Quinta sinfonia, Allegro – Beethoven

Ta ta ta taa 
Ta ta ta taa
Ta ta ta taa ta ta ta taa ta ta ta taa
Ta ta ta taa ta ta ta taa ta ta ta taa
Ta ta ta taa ta ta ta taa
Ta ta ta ta ta taa

Nel 1804 Ludwig Van Beethoven stava facendo colazione quando, preso dalla smania di dirigere, fece volare in aria una fetta di pane con sopra delle uova strapazzate che andò a conficcarsi in mezzo a quel popò di capigliatura che si ritrovava.

Ma-vac-ca-gà, urlò, cercando di estrarre la fetta di pane, prigioniera di quel groviglio che cresceva sulla sua testa. Se qualcuno dovesse essersi stupito per l’imprecazione italica, sappia che il grande compositore aveva qualche problema di udito ed era sicuro che le parole che aveva pronunciato fossero “I want to break free”.

Il ritmo e la melodia di quel momento d’ira gli rimasero attaccati, proprio come quel pezzo di pane, e quando finì di scolarsi la tazza di caffè, si sedette al pianoforte e scrisse quattro note che sarebbero diventate famose almeno quanto le canzoni cantate da Cristina D’Avena.

“Ah, sono un genio!”, esclamò, pensando al tormentone estivo, ai soldi che avrebbe guadagnato e speso per un buon parrucchiere e una barca a vela piena di avvenenti donzelle. Quando rilesse quello che aveva scritto, ebbe l’impressione che il testo fosse un po’ripetitivo. Troppe t.

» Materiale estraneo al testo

impl<S: EntityStore> SchedulingEngine<S> {
    pub fn new(recorder: AuditRecorder<S>, config: &AppConfig) -> Self {
        Self {
            recorder,
            pending_ttl: config.pending_ttl(),
            retry: RetryPolicy::from_config(config),
        }
    }

    pub fn with_retry_backoff(mut self, backoff: StdDuration) -> Self {
        self.retry = self.retry.with_backoff(backoff);
        self
    }

    pub fn recorder(&self) -> &AuditRecorder<S> {
        &self.recorder
    }

    async fn execute<T, F>(&self, operation: &'static str, actor_user_id: Option<i64>, op: F) -> Result<T, SchedulingError>
    where
        F: FnOnce(&mut AuditedTx<'_>) -> Result<T, SchedulingError> + Clone + Send + 'static,
        T: Send + 'static,
    {
        run_with_retry(&self.recorder, self.retry, operation, actor_user_id, op).await
    }

    async fn read<T, F>(&self, op: F) -> Result<T, SchedulingError>
    where
        F: FnOnce(&dyn StoreTransaction) -> Result<T, SchedulingError> + Send + 'static,
        T: Send + 'static,
    {
        self.recorder.store().read(op).await
    }

    // ==============================================================================
    // LIFECYCLE OPERATIONS
    // ==============================================================================

    #[instrument(skip(self, actor, request), fields(patient_id = request.patient_id, doctor_id = request.doctor_id))]
    pub async fn book(&self, actor: &Actor, request: BookAppointmentRequest) -> Result<Appointment, SchedulingError> {
        debug!("Booking appointment at {}", request.scheduled_at);
        validate_booking(&request, Utc::now())?;

        let ttl = self.pending_ttl;
        let appointment = self
            .execute("book", Some(actor.user_id), move |tx| {
                let now = Utc::now();
                let patient = load_patient(tx, request.patient_id)?;
                let doctor = load_doctor(tx, request.doctor_id)?;
                if !doctor.is_active() {
                    return Err(SchedulingError::DoctorInactive(doctor.id));
                }

                ensure_slot_free(&**tx, doctor.id, request.scheduled_at, None)?;

                let appointment = tx.insert_appointment(&NewAppointment {
                    patient_id: patient.id,
                    doctor_id: doctor.id,
                    scheduled_at: request.scheduled_at,
                    reason: request.reason.clone(),
                    expires_at: Some(now + ttl),
                })?;

                adjust_patient(tx, &patient, 1, Some(now))?;
                refresh_doctor(tx, doctor.id, Some(now))?;

                Ok(appointment)
            })
            .await?;

        info!(
            appointment_id = appointment.id,
            "Appointment booked for patient {} with doctor {} at {}",
            appointment.patient_id, appointment.doctor_id, appointment.scheduled_at
        );
        Ok(appointment)
    }

    #[instrument(skip(self, actor, reason))]
    pub async fn cancel(
        &self,
        actor: &Actor,
        appointment_id: i64,
        reason: Option<String>,
    ) -> Result<Appointment, SchedulingError> {
        let reason = reason.unwrap_or_default();
        validate_reason(&reason)?;
        let note = cancellation_note(&reason);

        let appointment = self
            .execute("cancel", Some(actor.user_id), move |tx| {
                let appointment = load_appointment(tx, appointment_id)?;
                cancel_in_tx(tx, appointment, note, Utc::now())
            })
            .await?;

        info!(appointment_id, "Appointment cancelled");
        Ok(appointment)
    }

    #[instrument(skip(self, actor))]
    pub async fn reassign(
        &self,
        actor: &Actor,
        appointment_id: i64,
        new_doctor_id: i64,
    ) -> Result<Appointment, SchedulingError> {
        let appointment = self
            .execute("reassign", Some(actor.user_id), move |tx| {
                let appointment = load_appointment(tx, appointment_id)?;
                ensure_editable(appointment_id, appointment.state, "reassign")?;
                if appointment.doctor_id == new_doctor_id {
                    return Err(SchedulingError::ValidationError(format!(
                        "appointment {} is already assigned to doctor {}",
                        appointment_id, new_doctor_id
                    )));
                }

                let doctor = load_doctor(tx, new_doctor_id)?;
                if !doctor.is_active() {
                    return Err(SchedulingError::DoctorInactive(doctor.id));
                }

                ensure_slot_free(&**tx, new_doctor_id, appointment.scheduled_at, Some(appointment_id))?;

                let now = Utc::now();
                let moved = tx.update_appointment(
                    appointment_id,
                    appointment.version,
                    &AppointmentChanges {
                        doctor_id: Some(new_doctor_id),
                        ..AppointmentChanges::default()
                    },
                )?;

                refresh_doctor(tx, appointment.doctor_id, None)?;
                refresh_doctor(tx, new_doctor_id, Some(now))?;
                let patient = load_patient(tx, appointment.patient_id)?;
                adjust_patient(tx, &patient, 0, Some(now))?;

                Ok(moved)
            })
            .await?;

        info!(appointment_id, "Appointment reassigned to doctor {}", new_doctor_id);
        Ok(appointment)
    }

    #[instrument(skip(self, actor))]
    pub async fn confirm(&self, actor: &Actor, appointment_id: i64) -> Result<Appointment, SchedulingError> {
        let appointment = self
            .execute("confirm", Some(actor.user_id), move |tx| {
                let appointment = load_appointment(tx, appointment_id)?;
                let next = next_state(appointment_id, appointment.state, LifecycleAction::Confirm)?;

                Ok(tx.update_appointment(
                    appointment_id,
                    appointment.version,
                    &AppointmentChanges {
                        state: Some(next),
                        expires_at: Some(None),
                        ..AppointmentChanges::default()
                    },
                )?)
            })
            .await?;

        info!(appointment_id, "Appointment confirmed");
        Ok(appointment)
    }

    #[instrument(skip(self, actor))]
    pub async fn complete(&self, actor: &Actor, appointment_id: i64) -> Result<Appointment, SchedulingError> {
        let appointment = self
            .execute("complete", Some(actor.user_id), move |tx| {
                let appointment = load_appointment(tx, appointment_id)?;
                let next = next_state(appointment_id, appointment.state, LifecycleAction::Complete)?;

                let completed = tx.update_appointment(
                    appointment_id,
                    appointment.version,
                    &AppointmentChanges {
                        state: Some(next),
                        ..AppointmentChanges::default()
                    },
                )?;
                refresh_doctor(tx, appointment.doctor_id, None)?;

                Ok(completed)
            })
            .await?;

        info!(appointment_id, "Appointment completed");
        Ok(appointment)
    }

    #[instrument(skip(self, actor, notes))]
    pub async fn update_notes(
        &self,
        actor: &Actor,
        appointment_id: i64,
        notes: Option<String>,
    ) -> Result<Appointment, SchedulingError> {
        self.execute("update_notes", Some(actor.user_id), move |tx| {
            let appointment = load_appointment(tx, appointment_id)?;
            ensure_editable(appointment_id, appointment.state, "edit notes of")?;

            Ok(tx.update_appointment(
                appointment_id,
                appointment.version,
                &AppointmentChanges {
                    notes: Some(notes),
                    ..AppointmentChanges::default()
                },
            )?)
        })
        .await
    }

    /// Cancels pending appointments whose confirmation window closed at or before `now`.
    ///
    /// Each appointment is expired in its own transaction; one failure does not
    /// stop the sweep.
    #[instrument(skip(self))]
    pub async fn expire_pending(&self, now: DateTime<Utc>) -> Result<Vec<Appointment>, SchedulingError> {
        let due = self
            .read(move |tx| {
                Ok(tx.list_appointments(&AppointmentFilter {
                    state: Some(AppointmentState::Pending),
                    expiring_at_or_before: Some(now),
                    ..AppointmentFilter::default()
                })?)
            })
            .await?;

        if due.is_empty() {
            return Ok(Vec::new());
        }
        debug!("{} pending appointments past their confirmation window", due.len());

        let mut expired = Vec::with_capacity(due.len());
        for candidate in due {
            let appointment_id = candidate.id;
            let result = self
                .execute("expire", None, move |tx| {
                    let appointment = load_appointment(tx, appointment_id)?;
                    // Confirmed or cancelled since the sweep read it
                    let still_due = appointment.state == AppointmentState::Pending
                        && appointment.expires_at.is_some_and(|at| at <= now);
                    if !still_due {
                        return Ok(None);
                    }
                    cancel_in_tx(tx, appointment, EXPIRED_NOTE.to_string(), now).map(Some)
                })
                .await;

            match result {
                Ok(Some(appointment)) => expired.push(appointment),
                Ok(None) => debug!(appointment_id, "Appointment no longer due for expiry"),
                Err(e) => error!(appointment_id, error = %e, "Failed to expire pending appointment"),
            }
        }

        if !expired.is_empty() {
            info!("Expired {} unconfirmed appointments", expired.len());
        }
        Ok(expired)
    }

    // ==============================================================================
    // READS
    // ==============================================================================

    pub async fn get(&self, appointment_id: i64) -> Result<Appointment, SchedulingError> {
        self.read(move |tx| {
            tx.find_appointment(appointment_id)?
                .ok_or_else(|| SchedulingError::not_found("appointment", appointment_id))
        })
        .await
    }

    /// Appointments matching the filter, ordered by `scheduled_at`.
    pub async fn list(&self, query: AppointmentSearchQuery) -> Result<Vec<Appointment>, SchedulingError> {
        self.read(move |tx| {
            Ok(tx.list_appointments(&AppointmentFilter {
                patient_id: query.patient_id,
                doctor_id: query.doctor_id,
                state: query.state,
                ..AppointmentFilter::default()
            })?)
        })
        .await
    }

    pub async fn find_patient(&self, patient_id: i64) -> Result<Patient, SchedulingError> {
        self.read(move |tx| {
            tx.find_patient(patient_id)?
                .ok_or_else(|| SchedulingError::not_found("patient", patient_id))
        })
        .await
    }

    pub async fn find_doctor(&self, doctor_id: i64) -> Result<Doctor, SchedulingError> {
        self.read(move |tx| {
            tx.find_doctor(doctor_id)?
                .ok_or_else(|| SchedulingError::not_found("doctor", doctor_id))
        })
        .await
    }
}
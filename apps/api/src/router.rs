use std::sync::Arc;

use axum::{
    Router,
    routing::get,
};

use appointment_cell::router::appointment_routes;
use audit_cell::router::audit_routes;
use audit_cell::AuditRecorder;
use doctor_cell::router::{doctor_routes, specialty_routes};
use patient_cell::router::create_patient_router;
use shared_config::AppConfig;
use shared_database::SqliteStore;

pub fn create_router(config: Arc<AppConfig>, recorder: &AuditRecorder<SqliteStore>) -> Router {
    Router::new()
        .route("/", get(|| async { "Clinic API is running!" }))
        .nest("/appointments", appointment_routes(config.clone(), recorder))
        .nest("/audit", audit_routes(config.clone(), recorder))
        .nest("/doctors", doctor_routes(config.clone(), recorder))
        .nest("/specialties", specialty_routes(config.clone(), recorder))
        .nest("/patients", create_patient_router(config, recorder))
}
// libs/appointment-cell/src/services/conflict.rs
use std::collections::BTreeMap;

use chrono::{DateTime, Utc};
use tracing::{debug, warn};

use shared_database::StoreTransaction;
use shared_models::clinic::Appointment;

use crate::models::{DoubleBooking, SchedulingError};

/// In-transaction check that `doctor_id` does not already hold `scheduled_at`.
///
/// This is the early exit. The partial unique index on active slots is what
/// actually stops two concurrent bookings.
pub fn ensure_slot_free(
    tx: &dyn StoreTransaction,
    doctor_id: i64,
    scheduled_at: DateTime<Utc>,
    exclude_id: Option<i64>,
) -> Result<(), SchedulingError> {
    debug!("Checking slot for doctor {} at {}", doctor_id, scheduled_at);

    if let Some(existing) = tx.find_conflicting(doctor_id, scheduled_at, exclude_id)? {
        warn!(
            "Doctor {} already holds {} with appointment {} ({})",
            doctor_id, scheduled_at, existing.id, existing.state
        );
        return Err(SchedulingError::SlotUnavailable(format!(
            "doctor {} already has appointment {} at {}",
            doctor_id, existing.id, scheduled_at
        )));
    }

    Ok(())
}

/// Slots held by more than one non-cancelled appointment.
pub fn find_double_bookings(appointments: &[Appointment]) -> Vec<DoubleBooking> {
    let mut slots: BTreeMap<(i64, DateTime<Utc>), Vec<i64>> = BTreeMap::new();
    for appointment in appointments.iter().filter(|a| a.state.holds_slot()) {
        slots
            .entry((appointment.doctor_id, appointment.scheduled_at))
            .or_default()
            .push(appointment.id);
    }

    slots
        .into_iter()
        .filter(|(_, ids)| ids.len() > 1)
        .map(|((doctor_id, scheduled_at), appointment_ids)| DoubleBooking {
            doctor_id,
            scheduled_at,
            appointment_ids,
        })
        .collect()
}

#[cfg(test)]
mod tests {
    use super::*;
    use chrono::TimeZone;
    use shared_models::clinic::AppointmentState;

    fn appointment(id: i64, doctor_id: i64, hour: u32, state: AppointmentState) -> Appointment {
        let at = Utc.with_ymd_and_hms(2031, 3, 1, hour, 0, 0).unwrap();
        Appointment {
            id,
            patient_id: 1,
            doctor_id,
            scheduled_at: at,
            reason: None,
            state,
            notes: None,
            cancelled_at: None,
            expires_at: None,
            version: 1,
            created_at: at,
            updated_at: at,
        }
    }

    #[test]
    fn cancelled_appointments_do_not_hold_slots() {
        let appointments = vec![
            appointment(1, 1, 9, AppointmentState::Cancelled),
            appointment(2, 1, 9, AppointmentState::Pending),
            appointment(3, 2, 9, AppointmentState::Pending),
        ];
        assert!(find_double_bookings(&appointments).is_empty());
    }

    #[test]
    fn completed_appointments_still_hold_slots() {
        let appointments = vec![
            appointment(1, 1, 9, AppointmentState::Completed),
            appointment(2, 1, 9, AppointmentState::Confirmed),
            appointment(3, 1, 10, AppointmentState::Pending),
        ];
        let found = find_double_bookings(&appointments);
        assert_eq!(found.len(), 1);
        assert_eq!(found[0].appointment_ids, vec![1, 2]);
    }
}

Così, si recò nella sua taverna preferita dove ordinò una zuppa e fece analizzare il testo a un paio di ubriaconi che se ne stavano a poltrire sopra una panca. “Genio”, esclamarono all’unisono, fischiettando un motivetto che anni dopo Beethoven avrebbe trasformato nell’Inno alla gioia.

Tuttavia, il compositore riteneva il giudizio dei bifolchi importante per il successo commerciale ma ininfluente dal punto di vista artistico. L’indomani si incontrò con il paroliere più stimato dell’Impero Germanico, Herr Mokol, l’uomo che aveva fatto cantare L’uselin de la comare a milioni e milioni di persone.

Appena sentì le note, l’artista si mise a scrivere su un quadernino e lo porse al compositore. C’era scritto, “Mo-to-ci-cletta ta ta ta ta ta ta 10 HP”. Beethoven alzò un sopracciglio e disse, “Mi sembra fuori ritmo”. Mokol lo schiaffeggiò, offesissimo, e se ne andò via canticchiando “Le bionde trecce, gli occhi azzurri e poi”.

Beethoven ci rimase male e il suo sogno di far ballare le folle per tutta l’estate con la sua hit incominciò a scemare. “Se non posso sviluppare le parole, allora svilupperò il motivo”, disse tra sè e sé, senza riuscire a sentire niente di quello che si era detto.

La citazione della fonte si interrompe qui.